Air Supply were already several years into their recording career when a rerecording of “Lost in Love,” a song that they’d already released in their home base of Australia, rocketed to the top of the U.S. charts. For a follow-up, they’d release another “love” song, but this one with a much more anguished take on the subject.

Graham Russell wrote the song one day in his Sydney apartment on a piano he’d had delivered solely for the purpose of writing on the instrument. That proved to be a good decision, as he came up with a touching melody that demanded a relatively high vocal range, something that seemingly fit perfectly with Hitchcock’s powerhouse vocals.

But something was amiss when they tried the song with Hitchcock singing the whole thing. Hitchcock convinced Russell to take the lead vocals in the verses, even as they pushed his range to the limit. That allowed Hitchcock to come swooping in on the choruses, providing a give-and-take similar to what Air Supply had done with “Lost in Love.”

Clive to the Rescue

When Air Supply turned “All Out of Love” in to Clive Davis, who had championed the band at Arista Records, the exec famously known for picking hits knew he had a winner on hand. But he had an issue with the lyrics, as Russell explained to this author for the book Playing Back the ‘80s: A Decade of Unstoppable Hits:

“Clive got ‘Lost in Love’ first, which he loved. And he said, ‘We’re gonna go with ‘All Out of Love’ next, but for the American market, there’s a lyric change that needs to happen.’ And I wasn’t very happy about it. It was originally, I’m all out of love / I want to arrest you. In that context, I meant to get one’s attention. But he said, ‘No, in America, people will think getting arrested by the police.’

“So he said, ‘What about I’m so lost without you? This was Clive Davis and I couldn’t say no. And he said to me, ‘If you make that lyric change, it will be one of the biggest songs of the year.’ So I said, ‘OK, let’s do it.’ And he got credit for that, quite rightly, ‘cause it was his line.”

What is the Meaning of “All Out of Love”?

The splitting up of the vocal duties makes it seem like narrator of “All Out of Love” is making a two-pronged approach to winning back his girl. In the verses, Russell makes a cerebral case, explaining in detail all the ways that he’s suffering. He suggests it might be a mutual longing to reunite: I’m reaching for you, are you feeling it too / Does the feeling seem oh so right.
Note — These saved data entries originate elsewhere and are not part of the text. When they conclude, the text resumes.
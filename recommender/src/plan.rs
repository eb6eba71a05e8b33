use std::collections::HashSet;

use anyhow::Result;
use resources::{
    config::RecommenderConfig,
    objects::{ReasonMap, StartupBudget, WorkloadIdentity, WorkloadPlan, WorkloadTrace},
    utils::{percentile, round_half_up},
};

use crate::{
    capacity::recommended_max_cpu_capacity, slope::analyze_slope_up, validate::size_plan_targets,
};

/// Minimum replica count the workload actually sustains.
///
/// Node autoscaling can briefly evict replicas below the desired count, so
/// the 10th percentile of positive replica observations is used rather
/// than the raw minimum. Falls back to the configured floor when no window
/// saw a positive count.
pub fn observed_min_replicas(config: &RecommenderConfig, trace: &WorkloadTrace) -> u32 {
    let positive: Vec<f64> = trace
        .rows()
        .iter()
        .filter(|row| row.num_replicas_at_usage_window > 0)
        .map(|row| row.num_replicas_at_usage_window as f64)
        .collect();
    if positive.is_empty() {
        return config.min_rec_replicas;
    }
    percentile(&positive, 10.0).ceil() as u32
}

/// Per-replica memory request for a plan running `proposed_min_replicas`.
///
/// The peak total memory split across the replicas, capped by the mean
/// per-container usage, with the configured headroom on top.
fn propose_memory_mi(
    config: &RecommenderConfig,
    trace: &WorkloadTrace,
    proposed_min_replicas: u32,
) -> f64 {
    let total_memory_capacity = trace.max_of(|row| row.sum_containers_mem_usage_mi);
    let replicas = proposed_min_replicas.max(config.min_rec_replicas);
    let per_replica = total_memory_capacity / replicas as f64;
    let recommendation = per_replica.min(trace.mean_of(|row| row.avg_container_mem_usage_mi));
    (recommendation * config.extra_hpa_buffer_for_memory_recommendation.max(1.0)).ceil()
}

/// Whether per-replica CPU usage is evenly spread across the fleet.
///
/// Observed for diagnostics only; both plan families size from the mean
/// regardless of the answer.
fn is_workload_balanced(trace: &WorkloadTrace) -> Option<bool> {
    if trace.is_empty() {
        tracing::warn!("Workload trace is empty");
        return None;
    }
    let avg_cpu_usage = trace.mean_of(|row| row.avg_container_cpu_usage);
    let stddev_cpu_usage = trace.mean_of(|row| row.stddev_containers_cpu_usage);
    if avg_cpu_usage == 0.0 {
        tracing::info!("Division by zero in workload balancing calculation");
        return None;
    }
    let ratio = (2.0 * stddev_cpu_usage) / avg_cpu_usage;
    let is_balanced = ratio < 0.25;
    tracing::info!("Workload is balanced: {} (ratio = {:.3})", is_balanced, ratio);
    Some(is_balanced)
}

/// DCR family: one candidate per usage percentile.
fn dynamic_cpu_request_plans(
    config: &RecommenderConfig,
    max_cpu_capacity: f64,
    trace: &WorkloadTrace,
) -> Vec<WorkloadPlan> {
    let min_replicas = observed_min_replicas(config, trace).max(config.min_rec_replicas);
    let proposed_mem_request_mi = propose_memory_mi(config, trace, min_replicas);

    let usage: Vec<f64> = trace
        .rows()
        .iter()
        .map(|row| row.avg_container_cpu_usage)
        .collect();

    let mut plans = Vec::new();
    let mut seen = HashSet::new();
    for p in config.min_dcr_percentile_value..=config.max_dcr_percentile_value {
        let cpu_request = round_half_up(percentile(&usage, p as f64), config.mcpu_rounding)
            .max(config.min_cpu_core_proposed_value);
        let max_replicas = (max_cpu_capacity / cpu_request).ceil() as u32;
        let combination = (
            (cpu_request * 1000.0).round() as u64,
            min_replicas,
            max_replicas,
        );
        if seen.insert(combination) {
            plans.push(WorkloadPlan::new(
                format!("DCR-{}", p),
                cpu_request,
                proposed_mem_request_mi,
                min_replicas,
                max_replicas,
            ));
        }
    }
    tracing::info!("Generated {} dynamic CPU request (DCR) options", plans.len());
    plans
}

/// DMR family: sweep the minimum replica count while holding the CPU
/// request at mean usage.
fn dynamic_min_replicas_plans(
    config: &RecommenderConfig,
    max_cpu_capacity: f64,
    trace: &WorkloadTrace,
) -> Vec<WorkloadPlan> {
    if let Some(balanced) = is_workload_balanced(trace) {
        tracing::debug!("Workload balance assessment: {}", balanced);
    }
    // Sizing always follows the mean; the balance assessment above never
    // switches the method.
    let scaling_method = "mean";
    let proposed_cpu_request = round_half_up(
        trace.mean_of(|row| row.avg_container_cpu_usage),
        config.mcpu_rounding,
    );
    if proposed_cpu_request == 0.0 {
        tracing::warn!("Proposed CPU request is 0, no replicas can be recommended");
        return Vec::new();
    }

    let max_sum_cpu_usage = trace.max_of(|row| row.sum_containers_cpu_usage);
    let mut min_replicas = config.min_rec_replicas;
    let mut max_replicas = (max_cpu_capacity / proposed_cpu_request).ceil() as u32;

    let mut plans = Vec::new();
    let mut seen = HashSet::new();
    while min_replicas < max_replicas {
        // The rounded mean is constant across passes.
        let cpu_request =
            round_half_up(proposed_cpu_request, 3).max(config.min_cpu_core_proposed_value);
        if min_replicas as f64 * cpu_request > max_sum_cpu_usage {
            break;
        }
        max_replicas = (max_cpu_capacity / cpu_request).ceil() as u32;
        let proposed_mem_request_mi = propose_memory_mi(config, trace, max_replicas);

        let combination = (
            (cpu_request * 1000.0).round() as u64,
            min_replicas,
            max_replicas,
        );
        if seen.insert(combination) {
            plans.push(WorkloadPlan::new(
                format!("DMR_{}-loop_{}", scaling_method, min_replicas),
                cpu_request,
                proposed_mem_request_mi.ceil(),
                min_replicas,
                max_replicas,
            ));
        }
        min_replicas += 1;
    }
    tracing::info!(
        "Generated {} dynamic minimum replicas (DMR-{}) options",
        plans.len(),
        scaling_method
    );
    plans
}

/// The static fallback: hold the replica count and size requests from
/// aggregate usage quantiles.
fn vpa_plan(config: &RecommenderConfig, trace: &WorkloadTrace) -> WorkloadPlan {
    let num_of_replicas = trace
        .rows()
        .iter()
        .map(|row| row.num_replicas_at_usage_window)
        .min()
        .unwrap_or(0)
        .max(config.min_rec_replicas);
    let replicas = num_of_replicas as f64;

    let mut plan = WorkloadPlan::new(
        "VPA".to_string(),
        round_half_up(
            trace.quantile_of(|row| row.sum_containers_cpu_usage, 0.98) / replicas
                * config.extra_hpa_buffer_for_cpu_usage_capacity,
            3,
        ),
        (trace.max_of(|row| row.sum_containers_mem_usage_mi) / replicas
            * config.extra_vpa_buffer_for_memory_recommendation)
            .ceil(),
        num_of_replicas,
        num_of_replicas,
    );
    plan.recommended_cpu_limit_or_unbounded = (trace
        .max_of(|row| row.sum_containers_cpu_usage)
        / replicas
        * config.extra_hpa_buffer_for_cpu_usage_capacity)
        .ceil();
    plan.recommended_hpa_target_cpu = 1.0;
    plan.workload_e2e_startup_latency_rows = 1;
    plan
}

/// Drop duplicate candidates and fix the presentation order.
fn unique_sorted(plans: Vec<WorkloadPlan>) -> Vec<WorkloadPlan> {
    let mut seen = HashSet::new();
    let mut unique: Vec<WorkloadPlan> = plans
        .into_iter()
        .filter(|plan| seen.insert(plan.dedup_key()))
        .collect();
    unique.sort_by(|a, b| a.presentation_order(b));
    unique
}

/// Generate every candidate plan for the workload.
///
/// Returns the surviving plans (always ending with the VPA fallback when
/// any horizontal candidate was generated) and the rejection reason per
/// discarded method.
pub fn build_plans(
    identity: &WorkloadIdentity,
    startup_budget: &StartupBudget,
    trace: &WorkloadTrace,
    config: &RecommenderConfig,
) -> Result<(Vec<WorkloadPlan>, ReasonMap)> {
    config.validate()?;
    tracing::info!("Starting simulation planning for {}", identity);

    let mut reasons = ReasonMap::new();
    if trace.is_empty() {
        tracing::warn!("The workload trace is empty, exiting simulation planning");
        reasons.insert("general".to_string(), "Workload dataframe is empty.".to_string());
        return Ok((Vec::new(), reasons));
    }

    let max_cpu_capacity = recommended_max_cpu_capacity(config, trace);
    if max_cpu_capacity == 0.0 {
        tracing::warn!("CPU max capacity is 0, exiting simulation planning");
        reasons.insert("general".to_string(), "CPU Max Capacity is 0.".to_string());
        return Ok((Vec::new(), reasons));
    }

    let mut candidates = dynamic_cpu_request_plans(config, max_cpu_capacity, trace);
    candidates.extend(dynamic_min_replicas_plans(config, max_cpu_capacity, trace));
    let candidates = unique_sorted(candidates);
    if candidates.is_empty() {
        tracing::info!("No candidate plans generated for {}", identity);
        reasons.insert(
            "general".to_string(),
            "No valid recommendations generated.".to_string(),
        );
        return Ok((Vec::new(), reasons));
    }

    let latency_rows = startup_budget.latency_rows(config.distance_between_points_seconds)?;
    let slope = analyze_slope_up(trace, latency_rows)?;

    let mut plans = Vec::new();
    for mut plan in candidates {
        plan.workload_e2e_startup_latency_rows = latency_rows;
        match size_plan_targets(config, &mut plan, trace, &slope) {
            Ok(()) => plans.push(plan),
            Err(reason) => {
                tracing::info!("{}", reason);
                reasons.insert(plan.method.clone(), reason);
            },
        }
    }
    plans.push(vpa_plan(config, trace));

    tracing::info!(
        "Simulation planning completed with {} plans for {}",
        plans.len(),
        identity
    );
    Ok((plans, reasons))
}

#[cfg(test)]
mod tests {
    use super::*;
    use crate::testutil::{steady_trace, test_identity, trace_from};

    fn default_budget() -> StartupBudget {
        // 120 seconds total: two rows of latency on 60s windows.
        StartupBudget {
            scheduled_to_ready_seconds: 20.0,
            hpa_processing_seconds: 45.0,
            cluster_autoscaler_seconds: 55.0,
        }
    }

    #[test]
    fn min_replicas_falls_back_without_positive_windows() {
        let config = RecommenderConfig::default();
        let mut rows = steady_trace(4, 4, 0.1).rows().to_vec();
        for row in &mut rows {
            row.num_replicas_at_usage_window = 0;
        }
        assert_eq!(observed_min_replicas(&config, &trace_from(rows)), 3);
    }

    #[test]
    fn min_replicas_uses_tenth_percentile() {
        let config = RecommenderConfig::default();
        let trace = steady_trace(10, 5, 0.1);
        assert_eq!(observed_min_replicas(&config, &trace), 5);
    }

    #[test]
    fn empty_trace_yields_general_reason() {
        let config = RecommenderConfig::default();
        let (plans, reasons) = build_plans(
            &test_identity(),
            &default_budget(),
            &trace_from(vec![]),
            &config,
        )
        .unwrap();
        assert!(plans.is_empty());
        assert_eq!(reasons["general"], "Workload dataframe is empty.");
    }

    #[test]
    fn zero_capacity_yields_general_reason() {
        let config = RecommenderConfig::default();
        let mut rows = steady_trace(4, 4, 0.0).rows().to_vec();
        for row in &mut rows {
            row.avg_container_cpu_request = 0.0;
        }
        let (plans, reasons) = build_plans(
            &test_identity(),
            &default_budget(),
            &trace_from(rows),
            &config,
        )
        .unwrap();
        assert!(plans.is_empty());
        assert_eq!(reasons["general"], "CPU Max Capacity is 0.");
    }

    #[test]
    fn steady_workload_produces_expected_families() {
        let config = RecommenderConfig::default();
        let trace = steady_trace(4, 4, 0.1);
        let (plans, reasons) =
            build_plans(&test_identity(), &default_budget(), &trace, &config).unwrap();

        let methods: Vec<&str> = plans.iter().map(|p| p.method.as_str()).collect();
        assert_eq!(
            methods,
            vec!["DCR-10", "DMR_mean-loop_3", "DMR_mean-loop_4", "VPA"]
        );
        assert!(reasons.is_empty());

        // DCR: constant usage 0.1 collapses every percentile to one plan.
        let dcr = &plans[0];
        assert!((dcr.recommended_cpu_request - 0.1).abs() < 1e-12);
        assert_eq!(dcr.recommended_min_replicas, 4);
        assert_eq!(dcr.recommended_max_replicas, 20);
        assert_eq!(dcr.recommended_mem_request_and_limits_mi, 105.0);
        assert!((dcr.recommended_hpa_target_cpu - 0.9).abs() < 1e-12);
        assert_eq!(dcr.workload_e2e_startup_latency_rows, 2);

        // DMR sweeps min replicas from the floor until capacity is covered.
        let dmr = &plans[1];
        assert_eq!(dmr.recommended_min_replicas, 3);
        assert_eq!(dmr.recommended_max_replicas, 20);
        assert_eq!(dmr.recommended_mem_request_and_limits_mi, 26.0);

        // VPA holds the observed fleet and sizes from aggregate quantiles.
        let vpa = &plans[3];
        assert_eq!(vpa.recommended_min_replicas, 4);
        assert_eq!(vpa.recommended_max_replicas, 4);
        assert!((vpa.recommended_cpu_request - 0.105).abs() < 1e-12);
        assert_eq!(vpa.recommended_cpu_limit_or_unbounded, 1.0);
        assert_eq!(vpa.recommended_mem_request_and_limits_mi, 126.0);
        assert!((vpa.recommended_hpa_target_cpu - 1.0).abs() < 1e-12);
        assert_eq!(vpa.workload_e2e_startup_latency_rows, 1);
    }

    #[test]
    fn generated_plans_have_no_duplicates_and_ordered_bounds() {
        let config = RecommenderConfig::default();
        let trace = steady_trace(20, 4, 0.1);
        let (plans, _) =
            build_plans(&test_identity(), &default_budget(), &trace, &config).unwrap();

        let mut seen = HashSet::new();
        for plan in &plans {
            assert!(seen.insert(plan.dedup_key()), "duplicate {:?}", plan.method);
            assert!(plan.recommended_min_replicas <= plan.recommended_max_replicas);
            assert!(plan.recommended_cpu_request >= config.min_cpu_core_proposed_value);
        }
    }
}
As he continues his speech, he gets to a point where he implies his very existence is in question without her: Please love me or I’ll be gone. When the chorus comes around each time, Hitchcock arrives by laying it all on the line, both his sorry state (I’m all out love) and naked apology (I can’t be too late to say that I was so wrong.) And when he rises another octave in the final moments, it sounds like all the walls of his life are crashing down around him as he desperately pleads for her to come back.

It seems the romantic crime this poor sap committed was a lack of faith in the relationship to start. Who knows whether the girl in question will believe his change of heart? What we can say for sure is Air Supply makes a grand, romantic, dramatic gesture with the words and notes of the remarkable “All Out of Love.”